Directions for this task:
Exactly the lines below from the one with "#[derive(Error, Debug)]" up to and including the one with "u64, message: String" make up the answer, with nothing else added.

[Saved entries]

——————

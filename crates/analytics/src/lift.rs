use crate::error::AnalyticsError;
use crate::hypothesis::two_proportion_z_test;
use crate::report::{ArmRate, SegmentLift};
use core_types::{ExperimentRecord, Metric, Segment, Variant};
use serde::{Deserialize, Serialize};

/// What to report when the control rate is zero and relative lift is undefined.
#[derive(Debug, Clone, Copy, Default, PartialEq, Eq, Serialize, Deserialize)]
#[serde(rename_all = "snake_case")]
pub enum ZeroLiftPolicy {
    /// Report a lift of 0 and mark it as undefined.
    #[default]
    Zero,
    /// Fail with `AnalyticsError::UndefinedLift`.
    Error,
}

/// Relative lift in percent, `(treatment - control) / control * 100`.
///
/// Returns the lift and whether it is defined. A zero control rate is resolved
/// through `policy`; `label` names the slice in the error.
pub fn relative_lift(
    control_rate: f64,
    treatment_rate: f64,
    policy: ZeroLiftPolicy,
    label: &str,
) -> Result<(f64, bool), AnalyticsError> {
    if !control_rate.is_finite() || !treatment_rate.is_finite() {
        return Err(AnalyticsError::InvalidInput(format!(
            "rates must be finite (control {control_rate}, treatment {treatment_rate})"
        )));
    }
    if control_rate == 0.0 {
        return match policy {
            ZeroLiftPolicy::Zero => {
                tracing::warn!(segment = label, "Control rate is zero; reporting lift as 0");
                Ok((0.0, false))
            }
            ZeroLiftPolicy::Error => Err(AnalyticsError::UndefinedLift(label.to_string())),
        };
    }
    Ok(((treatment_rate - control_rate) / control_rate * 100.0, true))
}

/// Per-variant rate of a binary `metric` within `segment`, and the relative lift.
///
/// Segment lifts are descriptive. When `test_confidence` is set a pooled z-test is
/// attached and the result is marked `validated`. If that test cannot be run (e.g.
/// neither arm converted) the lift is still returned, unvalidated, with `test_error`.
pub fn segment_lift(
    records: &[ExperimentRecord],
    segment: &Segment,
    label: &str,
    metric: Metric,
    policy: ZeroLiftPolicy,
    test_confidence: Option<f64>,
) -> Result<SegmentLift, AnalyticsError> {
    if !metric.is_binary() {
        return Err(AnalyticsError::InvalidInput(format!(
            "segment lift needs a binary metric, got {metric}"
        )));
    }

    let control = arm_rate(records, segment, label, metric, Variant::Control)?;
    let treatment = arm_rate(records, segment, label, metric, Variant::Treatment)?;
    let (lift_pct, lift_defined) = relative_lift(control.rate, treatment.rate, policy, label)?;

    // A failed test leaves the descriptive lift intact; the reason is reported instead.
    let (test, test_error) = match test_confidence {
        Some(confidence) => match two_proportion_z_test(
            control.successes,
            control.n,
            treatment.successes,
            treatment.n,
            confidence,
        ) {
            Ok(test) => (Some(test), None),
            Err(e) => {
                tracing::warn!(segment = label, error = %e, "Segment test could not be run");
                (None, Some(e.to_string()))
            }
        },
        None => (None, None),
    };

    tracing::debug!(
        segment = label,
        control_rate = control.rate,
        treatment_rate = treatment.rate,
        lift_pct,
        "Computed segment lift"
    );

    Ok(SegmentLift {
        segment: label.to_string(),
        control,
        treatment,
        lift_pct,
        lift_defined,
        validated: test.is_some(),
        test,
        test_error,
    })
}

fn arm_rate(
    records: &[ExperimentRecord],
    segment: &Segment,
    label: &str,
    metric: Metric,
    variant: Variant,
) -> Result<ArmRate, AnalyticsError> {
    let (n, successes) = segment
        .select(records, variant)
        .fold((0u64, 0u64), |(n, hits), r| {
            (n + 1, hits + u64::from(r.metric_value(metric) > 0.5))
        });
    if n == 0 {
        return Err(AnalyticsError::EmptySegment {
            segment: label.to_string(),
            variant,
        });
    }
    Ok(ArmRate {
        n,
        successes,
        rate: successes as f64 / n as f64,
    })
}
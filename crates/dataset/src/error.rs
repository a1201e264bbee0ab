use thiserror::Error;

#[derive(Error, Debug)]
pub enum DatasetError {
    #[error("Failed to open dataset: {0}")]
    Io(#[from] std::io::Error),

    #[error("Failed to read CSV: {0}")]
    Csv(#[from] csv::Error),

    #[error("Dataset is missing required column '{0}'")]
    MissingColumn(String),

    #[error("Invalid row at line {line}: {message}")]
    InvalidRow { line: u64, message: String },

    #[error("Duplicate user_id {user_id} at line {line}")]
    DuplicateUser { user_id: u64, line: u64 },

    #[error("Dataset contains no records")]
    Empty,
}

——————

Answer box:
#[derive(Error, Debug)]
pub enum DatasetError {
    #[error("Failed to open dataset: {0}")]
    Io(#[from] std::io::Error),

    #[error("Failed to read CSV: {0}")]
    Csv(#[from] csv::Error),

    #[error("Dataset is missing required column '{0}'")]
    MissingColumn(String),

    #[error("Invalid row at line {line}: {message}")]
    InvalidRow { line: u64, message: String },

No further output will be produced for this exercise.